== Segment start ==

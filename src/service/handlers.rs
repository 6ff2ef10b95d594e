use std::collections::HashMap;

use axum::Json;
use axum::extract::State;
use axum::response::Html;
use serde::{Deserialize, Serialize};
use tracing::info;
use uuid::Uuid;

use super::error::ApiError;
use super::state::AppState;
use crate::io::input::{RawEntries, parse_entries};
use crate::models::RenderedDocument;
use crate::notify::spawn_notification;
use crate::stages::{normalize, render};

const INDEX_PAGE: &str = "<!DOCTYPE html>\n<html>\n<head><title>labelsmith</title></head>\n<body>\n<h1>labelsmith</h1>\n<p>Pallet label PDF generation.</p>\n<ul>\n<li><code>POST /generate-label</code> &mdash; body <code>{\"entries\": [...]}</code> or a delimited text block</li>\n<li><code>GET /fetch-and-generate</code> &mdash; pull rows from the configured table and render</li>\n</ul>\n</body>\n</html>\n";

#[derive(Debug, Deserialize)]
pub struct GenerateLabelRequest {
    #[serde(default)]
    pub entries: Option<serde_json::Value>,
}

#[derive(Debug, Serialize)]
pub struct GenerateLabelResponse {
    pub message: String,
    pub email: Option<String>,
}

pub async fn index() -> Html<&'static str> {
    Html(INDEX_PAGE)
}

/// Render a batch posted directly in the request body.
pub async fn generate_label(
    State(state): State<AppState>,
    Json(request): Json<GenerateLabelRequest>,
) -> Result<Json<GenerateLabelResponse>, ApiError> {
    let request_id = Uuid::new_v4();
    info!(%request_id, "generate-label request");

    let raw = parse_entries(request.entries.as_ref())?;
    render_and_persist(&state, raw, request_id).await
}

/// Pull rows from the upstream table, map columns to label fields, and
/// render the result.
pub async fn fetch_and_generate(
    State(state): State<AppState>,
) -> Result<Json<GenerateLabelResponse>, ApiError> {
    let request_id = Uuid::new_v4();
    info!(%request_id, table = %state.config.row_table, "fetch-and-generate request");

    let rows = state
        .rows
        .as_ref()
        .ok_or_else(|| ApiError::internal("row source not configured"))?
        .fetch_rows(&state.config.row_table)
        .await?;
    info!(%request_id, "fetched {} rows", rows.len());

    let mapped: Vec<HashMap<String, String>> = rows
        .iter()
        .map(|row| state.config.columns.apply(row))
        .collect();

    render_and_persist(&state, RawEntries::Structured(mapped), request_id).await
}

async fn render_and_persist(
    state: &AppState,
    raw: RawEntries,
    request_id: Uuid,
) -> Result<Json<GenerateLabelResponse>, ApiError> {
    let batch = normalize(raw, &state.config.normalize);
    let document = render(&batch, &state.config.render, state.provider.as_ref()).await?;
    document.write_to(&state.config.output_path)?;

    info!(
        %request_id,
        "wrote {} pages to {}",
        document.page_count,
        state.config.output_path.display()
    );

    notify_in_background(state, &document);

    let email = document.final_address().map(str::to_string);
    Ok(Json(GenerateLabelResponse {
        message: format!(
            "PDF created successfully at {}",
            state.config.output_path.display()
        ),
        email,
    }))
}

/// Kick off the best-effort notification without holding up the response.
fn notify_in_background(state: &AppState, document: &RenderedDocument) {
    let (Some(notifier), Some(address)) = (&state.notifier, document.final_address()) else {
        return;
    };
    let filename = state
        .config
        .output_path
        .file_name()
        .map(|name| name.to_string_lossy().into_owned())
        .unwrap_or_else(|| "labels.pdf".to_string());

    spawn_notification(
        notifier.clone(),
        address.to_string(),
        document.bytes.clone(),
        filename,
    );
}
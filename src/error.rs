use thiserror::Error;

/// Failures that abort a whole label request.
///
/// Per-page problems (a QR fetch that times out, an image that will not
/// decode) are deliberately absent here: they are swallowed at the page
/// level and the batch keeps going. Only an unrecognized payload or a
/// document that cannot be produced at all surfaces as an error.
#[derive(Debug, Error)]
pub enum LabelError {
    /// The request payload was absent or not a recognized shape.
    #[error("malformed input: {0}")]
    MalformedInput(String),

    /// The output document could not be produced.
    #[error("render failure: {0}")]
    Render(String),

    #[error(transparent)]
    Io(#[from] std::io::Error),
}
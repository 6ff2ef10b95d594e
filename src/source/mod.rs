pub mod client;

pub use client::*;

use std::collections::HashMap;

use async_trait::async_trait;
use thiserror::Error;

use crate::models::FieldKey;

#[derive(Debug, Error)]
pub enum SourceError {
    #[error("row source returned status {0}")]
    Status(u16),

    #[error("row source request failed: {0}")]
    Transport(#[from] reqwest::Error),
}

/// Capability to pull rows from an upstream tabular data provider. A row
/// is a mapping from opaque column id to cell value.
#[async_trait]
pub trait RowSource: Send + Sync {
    async fn fetch_rows(&self, table: &str) -> Result<Vec<HashMap<String, String>>, SourceError>;
}

/// Fixed translation from the provider's column ids to label fields.
/// Columns without a mapping are dropped before normalization.
#[derive(Debug, Clone)]
pub struct ColumnMap {
    entries: Vec<(String, FieldKey)>,
}

impl Default for ColumnMap {
    fn default() -> Self {
        let entries = [
            ("Customer", FieldKey::Customer),
            ("Order_Ref", FieldKey::Order),
            ("Contents", FieldKey::Content),
            ("Owner", FieldKey::Owner),
            ("Created_By", FieldKey::Creator),
            ("Revision", FieldKey::Revision),
            ("Position", FieldKey::Position),
            ("Mail", FieldKey::Mail),
            ("QR_Data", FieldKey::QrData),
        ];
        Self {
            entries: entries
                .into_iter()
                .map(|(column, key)| (column.to_string(), key))
                .collect(),
        }
    }
}

impl ColumnMap {
    /// Translate one raw row into a canonical field mapping.
    pub fn apply(&self, row: &HashMap<String, String>) -> HashMap<String, String> {
        let mut fields = HashMap::new();
        for (column, key) in &self.entries {
            if let Some(value) = row.get(column) {
                fields.insert(key.as_str().to_string(), value.clone());
            }
        }
        fields
    }
}

#[cfg(test)]
mod tests {
    use super::*;

    #[test]
    fn test_column_map_translates_known_columns() {
        let mut row = HashMap::new();
        row.insert("Customer".to_string(), "Acme".to_string());
        row.insert("Created_By".to_string(), "jdoe".to_string());
        row.insert("Unmapped".to_string(), "ignored".to_string());

        let fields = ColumnMap::default().apply(&row);

        assert_eq!(fields["customer"], "Acme");
        assert_eq!(fields["creator"], "jdoe");
        assert_eq!(fields.len(), 2);
    }
}
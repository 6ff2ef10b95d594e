use std::sync::Arc;

use anyhow::{Context, Result};
use async_trait::async_trait;
use base64::Engine as _;
use base64::engine::general_purpose::STANDARD as BASE64;
use reqwest::Client;
use thiserror::Error;
use tracing::{info, warn};

#[derive(Debug, Error)]
pub enum NotifyError {
    #[error("mail relay returned status {0}")]
    Status(u16),

    #[error("mail relay request failed: {0}")]
    Transport(#[from] reqwest::Error),
}

/// Capability to deliver the finished document to a destination address.
/// Best-effort: callers fire it in the background and only log failures.
#[async_trait]
pub trait Notifier: Send + Sync {
    async fn send(&self, to: &str, document: &[u8], filename: &str) -> Result<(), NotifyError>;
}

/// Configuration for the HTTP mail relay.
#[derive(Debug, Clone)]
pub struct MailerConfig {
    pub relay_url: String,
    pub sender: String,
    pub subject: String,
}

impl MailerConfig {
    /// Create config from environment variables.
    pub fn from_env() -> Result<Self> {
        let relay_url = std::env::var("MAIL_RELAY_URL")
            .context("MAIL_RELAY_URL environment variable not set")?;

        Ok(Self {
            relay_url,
            sender: std::env::var("MAIL_SENDER")
                .unwrap_or_else(|_| "labels@example.com".to_string()),
            subject: std::env::var("MAIL_SUBJECT")
                .unwrap_or_else(|_| "Shipment labels".to_string()),
        })
    }
}

/// Mail transport over a JSON HTTP relay; the document travels as a
/// base64 attachment.
pub struct HttpMailer {
    client: Client,
    config: MailerConfig,
}

impl HttpMailer {
    pub fn new(config: MailerConfig) -> Result<Self, NotifyError> {
        let client = Client::builder().build()?;
        Ok(Self { client, config })
    }
}

#[async_trait]
impl Notifier for HttpMailer {
    async fn send(&self, to: &str, document: &[u8], filename: &str) -> Result<(), NotifyError> {
        let body = serde_json::json!({
            "from": self.config.sender,
            "to": to,
            "subject": self.config.subject,
            "filename": filename,
            "content_base64": BASE64.encode(document),
            "sent_at": chrono::Utc::now().to_rfc3339(),
        });

        let response = self
            .client
            .post(&self.config.relay_url)
            .json(&body)
            .send()
            .await?;

        if !response.status().is_success() {
            return Err(NotifyError::Status(response.status().as_u16()));
        }
        Ok(())
    }
}

/// Fire-and-forget delivery: the caller returns to the client before the
/// send completes. Failures are logged, never surfaced, never retried.
pub fn spawn_notification(
    notifier: Arc<dyn Notifier>,
    to: String,
    document: Vec<u8>,
    filename: String,
) {
    tokio::spawn(async move {
        match notifier.send(&to, &document, &filename).await {
            Ok(()) => info!("notification sent to {to}"),
            Err(err) => warn!("notification to {to} failed: {err}"),
        }
    });
}
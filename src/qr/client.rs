use std::time::Duration;

use async_trait::async_trait;
use reqwest::Client;

use super::{FetchError, ImageProvider};

const DEFAULT_BASE_URL: &str = "https://api.qrserver.com/v1/create-qr-code/";
const DEFAULT_SIZE: &str = "150x150";
const DEFAULT_TIMEOUT_SECS: u64 = 5;

/// Configuration for the remote QR generator.
#[derive(Debug, Clone)]
pub struct QrServerConfig {
    pub base_url: String,
    /// Requested image dimensions, `WxH`.
    pub size: String,
    /// Cap on the whole fetch; expiry counts as a fetch failure.
    pub timeout_secs: u64,
}

impl Default for QrServerConfig {
    fn default() -> Self {
        Self {
            base_url: DEFAULT_BASE_URL.to_string(),
            size: DEFAULT_SIZE.to_string(),
            timeout_secs: DEFAULT_TIMEOUT_SECS,
        }
    }
}

impl QrServerConfig {
    /// Create config from environment variables, falling back to the
    /// public qrserver.com endpoint.
    pub fn from_env() -> Self {
        let defaults = Self::default();
        Self {
            base_url: std::env::var("QR_PROVIDER_URL").unwrap_or(defaults.base_url),
            size: std::env::var("QR_IMAGE_SIZE").unwrap_or(defaults.size),
            timeout_secs: std::env::var("QR_FETCH_TIMEOUT_SECS")
                .ok()
                .and_then(|value| value.parse().ok())
                .unwrap_or(defaults.timeout_secs),
        }
    }
}

/// HTTP client for the QR image provider.
pub struct QrServerClient {
    client: Client,
    config: QrServerConfig,
}

impl QrServerClient {
    pub fn new(config: QrServerConfig) -> Result<Self, FetchError> {
        let client = Client::builder()
            .timeout(Duration::from_secs(config.timeout_secs))
            .build()?;
        Ok(Self { client, config })
    }
}

#[async_trait]
impl ImageProvider for QrServerClient {
    async fn fetch(&self, payload: &str) -> Result<Vec<u8>, FetchError> {
        let response = self
            .client
            .get(&self.config.base_url)
            .query(&[("size", self.config.size.as_str()), ("data", payload)])
            .send()
            .await?;

        if !response.status().is_success() {
            return Err(FetchError::Status(response.status().as_u16()));
        }

        Ok(response.bytes().await?.to_vec())
    }
}

#[cfg(test)]
mod tests {
    use super::*;

    #[test]
    fn test_default_config_points_at_qrserver() {
        let config = QrServerConfig::default();
        assert_eq!(config.base_url, "https://api.qrserver.com/v1/create-qr-code/");
        assert_eq!(config.size, "150x150");
        assert_eq!(config.timeout_secs, 5);
    }
}
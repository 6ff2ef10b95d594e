pub mod error;
pub mod io;
pub mod layout;
pub mod models;
pub mod notify;
pub mod qr;
pub mod service;
pub mod source;
pub mod stages;

pub use error::LabelError;
pub use io::input::{RawEntries, parse_entries, read_input_file};
pub use layout::{Geometry, Orientation, PageLayoutState, PageSize};
pub use models::{
    FieldDefaults, FieldKey, LabelBatch, LabelRecord, RenderedDocument,
};
pub use notify::{HttpMailer, MailerConfig, Notifier};
pub use qr::{DisabledProvider, ImageProvider, QrServerClient, QrServerConfig};
pub use service::{AppState, ServiceConfig, build_router};
pub use source::{ColumnMap, HttpRowSource, RowSource, RowSourceConfig};
pub use stages::{NormalizeOptions, RenderConfig, normalize, render};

== Segment end ==

*TO DO*: In the listing above, find the line with "use tracing::info;" and the line with "const INDEX_PAGE: &str", then print exactly those lines and every line between them.

*WORKED SOLUTION*:
use tracing::info;
use uuid::Uuid;

use super::error::ApiError;
use super::state::AppState;
use crate::io::input::{RawEntries, parse_entries};
use crate::models::RenderedDocument;
use crate::notify::spawn_notification;
use crate::stages::{normalize, render};

const INDEX_PAGE: &str = "<!DOCTYPE html>\n<html>\n<head><title>labelsmith</title></head>\n<body>\n<h1>labelsmith</h1>\n<p>Pallet label PDF generation.</p>\n<ul>\n<li><code>POST /generate-label</code> &mdash; body <code>{\"entries\": [...]}</code> or a delimited text block</li>\n<li><code>GET /fetch-and-generate</code> &mdash; pull rows from the configured table and render</li>\n</ul>\n</body>\n</html>\n";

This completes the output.